It is strange that I let it rule me for the last month or so. Even if my worst fears come true and I am on the losing side of whatever culture war I was afraid of and become a political prisoner, then I will write from prison and try for two nobel prizes, in peace and literature, of course, but I think we can expect business as usual for at least another while. Government is not greater than God, in this case the force of what is, coupled with the will of the people to continue to have lives that they enjoy. So us as God in concert with the symphony of being. Maybe that is a tenable philosophy for the modern age. Catholicism is all the rage, and I a lapsed but confirmed Catholic. Who knows man, I don’t think it serves me to worry about the big picture. Keep it small, keep it sober. Take your meds, stay in your lane. There is a lot of fear. But I am not the one feeling it anymore.


I want a cigarette, but I am quitting. Actually this time. There is a craving and a pack on the desk but I am strong enough to disallow myself. It feels like a fundamentally different day then it did a little bit ago, in the best possible way. There is a weight that has been lifted. If Christ is the cooperative spirit of man then let us fly His flag from the highest tower. But do not tell others how to conduct their social lives. Everyone forgets that Roe was a privacy statute for all its legalization of abortion. It is not the government’s place to regulate everything, on both sides of the aisle. That said, failure to control the climate is already wreaking havoc on middle America. Just wait and see what it does to the south. Hurricanes that is. And the caribbean. I haven’t heard anything about Haiti in months. Does that mean there are no Americans left to report from there?

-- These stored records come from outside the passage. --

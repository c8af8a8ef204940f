//! Where the finished graph goes, picked from the `--output` value.

use crate::dot::to_dot;
use crate::error::{OutputError, Result};
use crate::render::Renderer;
use std::io::Write;
use std::path::{Path, PathBuf};
use tracing::{info, warn};
use webtraverser_scanner::WebGraph;

pub const DEFAULT_OUTPUT: &str = "out.svg";
pub const STDOUT_MARKER: &str = "-";

#[derive(Debug, Clone, PartialEq, Eq)]
pub enum OutputTarget {
    /// Rendered through the external renderer.
    Svg(PathBuf),
    /// Graph description, verbatim.
    Dot(PathBuf),
    /// JSON snapshot of the graph.
    Json(PathBuf),
    Stdout,
    /// No known extension; the description goes to stdout.
    Unrecognized(String),
}

impl OutputTarget {
    pub fn from_path(output: &str) -> Self {
        let output = output.trim();
        let lower = output.to_lowercase();

        if output == STDOUT_MARKER {
            OutputTarget::Stdout
        } else if lower.ends_with(".svg") {
            OutputTarget::Svg(PathBuf::from(output))
        } else if lower.ends_with(".dot") {
            OutputTarget::Dot(PathBuf::from(output))
        } else if lower.ends_with(".json") {
            OutputTarget::Json(PathBuf::from(output))
        } else {
            OutputTarget::Unrecognized(output.to_string())
        }
    }

    pub fn path(&self) -> Option<&Path> {
        match self {
            OutputTarget::Svg(path) | OutputTarget::Dot(path) | OutputTarget::Json(path) => {
                Some(path.as_path())
            }
            OutputTarget::Stdout | OutputTarget::Unrecognized(_) => None,
        }
    }
}

/// Produce the bytes `target` expects for `graph`.
pub async fn render_output(
    graph: &WebGraph,
    target: &OutputTarget,
    renderer: &Renderer,
) -> Result<Vec<u8>> {
    match target {
        OutputTarget::Svg(_) => renderer.render(&to_dot(graph)).await,
        OutputTarget::Json(_) => Ok(serde_json::to_vec_pretty(&graph.snapshot())?),
        OutputTarget::Dot(_) | OutputTarget::Stdout | OutputTarget::Unrecognized(_) => {
            Ok(to_dot(graph).into_bytes())
        }
    }
}

/// Render `graph` and write it to `target`. Existing files are overwritten.
pub async fn write_output(
    graph: &WebGraph,
    target: &OutputTarget,
    renderer: &Renderer,
) -> Result<()> {
    if let OutputTarget::Unrecognized(output) = target {
        warn!("Don't know how to handle {}. Writing to stdout", output);
    }

    let bytes = render_output(graph, target, renderer).await?;

    match target.path() {
        Some(path) => {
            tokio::fs::write(path, &bytes)
                .await
                .map_err(|source| OutputError::OutputWrite {
                    path: path.to_path_buf(),
                    source,
                })?;
            info!("Wrote {} bytes to {}", bytes.len(), path.display());
        }
        None => {
            let mut stdout = std::io::stdout().lock();
            stdout
                .write_all(&bytes)
                .and_then(|_| stdout.flush())
                .map_err(|source| OutputError::OutputWrite {
                    path: PathBuf::from(STDOUT_MARKER),
                    source,
                })?;
        }
    }

    Ok(())
}
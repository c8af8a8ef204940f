use indicatif::{ProgressBar, ProgressStyle};
use std::sync::Arc;
use std::sync::atomic::{AtomicUsize, Ordering};
use url::Url;
use webtraverser_scanner::fetcher::{DEFAULT_TIMEOUT_SECS, DEFAULT_USER_AGENT};
use webtraverser_scanner::traverser::DEFAULT_MAX_DEPTH;
use webtraverser_scanner::{HttpFetcher, ScanError, Traverser, WebGraph};

/// Options for configuring a traversal
#[derive(Debug, Clone)]
pub struct TraverseOptions {
    pub url: String,
    pub user_agent: String,
    pub max_depth: usize,
    pub timeout_secs: u64,
    pub show_progress_bars: bool,
}

impl TraverseOptions {
    pub fn new(url: impl Into<String>) -> Self {
        Self {
            url: url.into(),
            user_agent: DEFAULT_USER_AGENT.to_string(),
            max_depth: DEFAULT_MAX_DEPTH,
            timeout_secs: DEFAULT_TIMEOUT_SECS,
            show_progress_bars: false,
        }
    }
}

/// Callback for reporting traversal progress, one message per visited URL
pub type TraverseProgressCallback = Arc<dyn Fn(String) + Send + Sync>;

/// Indent `url` by one tab per level of `depth`.
pub fn format_visit(depth: usize, url: &str) -> String {
    format!("{}{}", "\t".repeat(depth), url)
}

/// Run a traversal over HTTP with the given options.
///
/// Only a bad seed URL or an unusable HTTP client fail the whole run; page
/// fetch errors are logged and skipped.
pub async fn execute_traversal(
    options: TraverseOptions,
    progress_callback: Option<TraverseProgressCallback>,
) -> Result<WebGraph, ScanError> {
    let TraverseOptions {
        url,
        user_agent,
        max_depth,
        timeout_secs,
        show_progress_bars,
    } = options;

    Url::parse(&url).map_err(|e| ScanError::InvalidUrl(format!("{}: {}", url, e)))?;

    let fetcher = HttpFetcher::with_options(&user_agent, timeout_secs)?;

    let progress_bar = if show_progress_bars {
        let pb = ProgressBar::new_spinner();
        pb.set_style(
            ProgressStyle::default_spinner()
                .template("{spinner:.cyan} {msg}")
                .unwrap_or_else(|_| ProgressStyle::default_spinner()),
        );
        pb.set_message("Starting traversal...");
        Some(pb)
    } else {
        None
    };

    let visited_count = Arc::new(AtomicUsize::new(0));

    let pb_clone = progress_bar.clone();
    let count_clone = visited_count.clone();
    let traverser = Traverser::new(fetcher)
        .with_max_depth(max_depth)
        .with_progress_callback(Arc::new(move |depth: usize, url: String| {
            let count = count_clone.fetch_add(1, Ordering::Relaxed) + 1;
            let line = format_visit(depth, &url);

            if let Some(ref pb) = pb_clone {
                pb.println(&line);
                pb.set_message(format!("Traversing... {} URLs requested", count));
                pb.tick();
            }
            if let Some(ref callback) = progress_callback {
                callback(line);
            }
        }));

    let graph = traverser.run(&url).await;

    if let Some(ref pb) = progress_bar {
        pb.finish_with_message(format!(
            "Traversal complete! {} pages, {} links",
            graph.node_count(),
            graph.edge_count()
        ));
    }

    Ok(graph)
}

/// One-line summary of a finished traversal.
pub fn generate_traversal_summary(graph: &WebGraph) -> String {
    let deepest = graph.nodes().map(|(_, node)| node.depth).max();
    match deepest {
        Some(depth) => format!(
            "Visited {} pages, {} links (deepest level {})",
            graph.node_count(),
            graph.edge_count(),
            depth
        ),
        None => "Visited 0 pages, 0 links".to_string(),
    }
}
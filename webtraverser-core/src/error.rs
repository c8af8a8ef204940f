use std::io;
use std::path::PathBuf;
use std::process::ExitStatus;
use thiserror::Error;

/// Failures at the end of a run. All of them are fatal.
#[derive(Error, Debug)]
pub enum OutputError {
    #[error("Failed to run renderer '{program}': {source}")]
    RenderInvocation {
        program: String,
        #[source]
        source: io::Error,
    },

    #[error("Renderer '{program}' exited with {status}: {stderr}")]
    RendererFailed {
        program: String,
        status: ExitStatus,
        stderr: String,
    },

    #[error("Failed to write {}: {source}", .path.display())]
    OutputWrite {
        path: PathBuf,
        #[source]
        source: io::Error,
    },

    #[error("Failed to serialize graph: {0}")]
    Serialize(#[from] serde_json::Error),
}

pub type Result<T> = std::result::Result<T, OutputError>;
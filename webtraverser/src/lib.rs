pub mod commands;
pub mod handlers;

pub use commands::command_argument_builder;
pub use handlers::{options_from_matches, parse_url_line, run};

pub const CLAP_STYLING: clap::builder::styling::Styles = clap::builder::styling::Styles::styled()
    .header(clap_cargo::style::HEADER)
    .usage(clap_cargo::style::USAGE)
    .literal(clap_cargo::style::LITERAL)
    .placeholder(clap_cargo::style::PLACEHOLDER)
    .error(clap_cargo::style::ERROR)
    .valid(clap_cargo::style::VALID)
    .invalid(clap_cargo::style::INVALID);
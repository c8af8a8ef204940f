//! In-memory link graph built by a traversal.

use petgraph::Direction;
use petgraph::graph::{DiGraph, NodeIndex};
use petgraph::visit::EdgeRef;
use serde::{Deserialize, Serialize};
use std::collections::HashMap;

/// Title used for pages without one.
pub const NO_TITLE: &str = "NO TITLE";

/// Node identifiers are assigned in creation order, starting at 0.
pub type NodeId = NodeIndex;

#[derive(Debug, Clone, PartialEq, Eq, Serialize, Deserialize)]
pub struct GraphNode {
    pub url: String,
    pub title: String,
    pub depth: usize,
}

impl GraphNode {
    /// Build a node, collapsing whitespace in `title` and substituting
    /// [`NO_TITLE`] when nothing is left.
    pub fn new(url: impl Into<String>, title: &str, depth: usize) -> Self {
        let title = title.split_whitespace().collect::<Vec<_>>().join(" ");
        let title = if title.is_empty() {
            NO_TITLE.to_string()
        } else {
            title
        };

        Self {
            url: url.into(),
            title,
            depth,
        }
    }
}

/// How the child was discovered on the parent page.
#[derive(Debug, Clone, Copy, PartialEq, Eq, Serialize, Deserialize)]
pub enum EdgeKind {
    /// `href` of an `<a>` element.
    Anchor,
}

impl EdgeKind {
    /// Selector of the elements this kind of link is scanned from.
    pub fn selector(&self) -> &'static str {
        match self {
            EdgeKind::Anchor => "a",
        }
    }
}

#[derive(Debug, Clone, Copy, PartialEq, Eq, Serialize, Deserialize)]
pub struct GraphEdge {
    pub kind: EdgeKind,
}

/// Directed graph of visited pages.
///
/// Nodes and edges keep insertion order. At most one node exists per URL.
#[derive(Debug, Default, Clone)]
pub struct WebGraph {
    inner: DiGraph<GraphNode, GraphEdge>,
    by_url: HashMap<String, NodeId>,
}

impl WebGraph {
    pub fn new() -> Self {
        Self::default()
    }

    /// Append a node. Returns the existing id if the URL is already present.
    pub fn add_node(&mut self, node: GraphNode) -> NodeId {
        if let Some(id) = self.by_url.get(&node.url) {
            return *id;
        }
        let url = node.url.clone();
        let id = self.inner.add_node(node);
        self.by_url.insert(url, id);
        id
    }

    pub fn add_edge(&mut self, parent: NodeId, child: NodeId, kind: EdgeKind) {
        self.inner.add_edge(parent, child, GraphEdge { kind });
    }

    pub fn node(&self, id: NodeId) -> Option<&GraphNode> {
        self.inner.node_weight(id)
    }

    pub fn node_id(&self, url: &str) -> Option<NodeId> {
        self.by_url.get(url).copied()
    }

    pub fn node_count(&self) -> usize {
        self.inner.node_count()
    }

    pub fn edge_count(&self) -> usize {
        self.inner.edge_count()
    }

    pub fn is_empty(&self) -> bool {
        self.inner.node_count() == 0
    }

    /// Nodes in creation order.
    pub fn nodes(&self) -> impl Iterator<Item = (NodeId, &GraphNode)> + '_ {
        self.inner
            .node_indices()
            .filter_map(move |id| self.inner.node_weight(id).map(|node| (id, node)))
    }

    /// Edges as `(parent, child, edge)` in creation order.
    pub fn edges(&self) -> impl Iterator<Item = (NodeId, NodeId, &GraphEdge)> + '_ {
        self.inner
            .edge_references()
            .map(|edge| (edge.source(), edge.target(), edge.weight()))
    }

    pub fn incoming(&self, id: NodeId) -> usize {
        self.inner.edges_directed(id, Direction::Incoming).count()
    }

    /// Serializable copy of the graph.
    pub fn snapshot(&self) -> GraphSnapshot {
        GraphSnapshot {
            nodes: self
                .nodes()
                .map(|(id, node)| SnapshotNode {
                    id: id.index(),
                    url: node.url.clone(),
                    title: node.title.clone(),
                    depth: node.depth,
                })
                .collect(),
            edges: self
                .edges()
                .map(|(source, target, edge)| SnapshotEdge {
                    source: source.index(),
                    target: target.index(),
                    label: edge.kind.selector().to_string(),
                })
                .collect(),
        }
    }
}

#[derive(Debug, Clone, Serialize, Deserialize)]
pub struct GraphSnapshot {
    pub nodes: Vec<SnapshotNode>,
    pub edges: Vec<SnapshotEdge>,
}

#[derive(Debug, Clone, Serialize, Deserialize)]
pub struct SnapshotNode {
    pub id: usize,
    pub url: String,
    pub title: String,
    pub depth: usize,
}

#[derive(Debug, Clone, Serialize, Deserialize)]
pub struct SnapshotEdge {
    pub source: usize,
    pub target: usize,
    pub label: String,
}

#[cfg(test)]
mod tests {
    use super::*;

    #[test]
    fn test_empty_title_gets_sentinel() {
        assert_eq!(GraphNode::new("http://a", "", 0).title, NO_TITLE);
        assert_eq!(GraphNode::new("http://a", "  \n\t ", 0).title, NO_TITLE);
        assert_eq!(
            GraphNode::new("http://a", "  Hello \n  World ", 0).title,
            "Hello World"
        );
    }

    #[test]
    fn test_one_node_per_url() {
        let mut graph = WebGraph::new();
        let a = graph.add_node(GraphNode::new("http://a", "A", 0));
        let again = graph.add_node(GraphNode::new("http://a", "Other", 3));
        assert_eq!(a, again);
        assert_eq!(graph.node_count(), 1);
        assert_eq!(graph.node(a).unwrap().title, "A");
    }

    #[test]
    fn test_ids_follow_insertion_order() {
        let mut graph = WebGraph::new();
        let a = graph.add_node(GraphNode::new("http://a", "Same", 0));
        let b = graph.add_node(GraphNode::new("http://b", "Same", 1));
        graph.add_edge(a, b, EdgeKind::Anchor);

        assert_eq!(a.index(), 0);
        assert_eq!(b.index(), 1);
        assert_eq!(graph.node_id("http://b"), Some(b));
        assert_eq!(graph.incoming(b), 1);
        assert_eq!(graph.incoming(a), 0);

        let urls: Vec<_> = graph.nodes().map(|(_, n)| n.url.as_str()).collect();
        assert_eq!(urls, vec!["http://a", "http://b"]);

        let snapshot = graph.snapshot();
        assert_eq!(snapshot.edges.len(), 1);
        assert_eq!(snapshot.edges[0].source, 0);
        assert_eq!(snapshot.edges[0].target, 1);
        assert_eq!(snapshot.edges[0].label, "a");
    }
}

I want to fly away in a fast car, which is enjoying quite the resurgence due to that cover version. Now I am lying on the floor. And we are headed down an inane rabbit hole so it is probably time to cut this short. I love the lot of you a whole bunch. Thanks for listening to me all this time. It feels good to have friends even if I will never meet most of you. We are all in this together and must band together no matter how things go in November. Government is not greater than God, and all of us together, were we to be able to unify, would be the greatest force this world has ever seen. But enough about that. It is probably not possible. I have hope however, and will hold on to the hopefulness for as long as I can manage.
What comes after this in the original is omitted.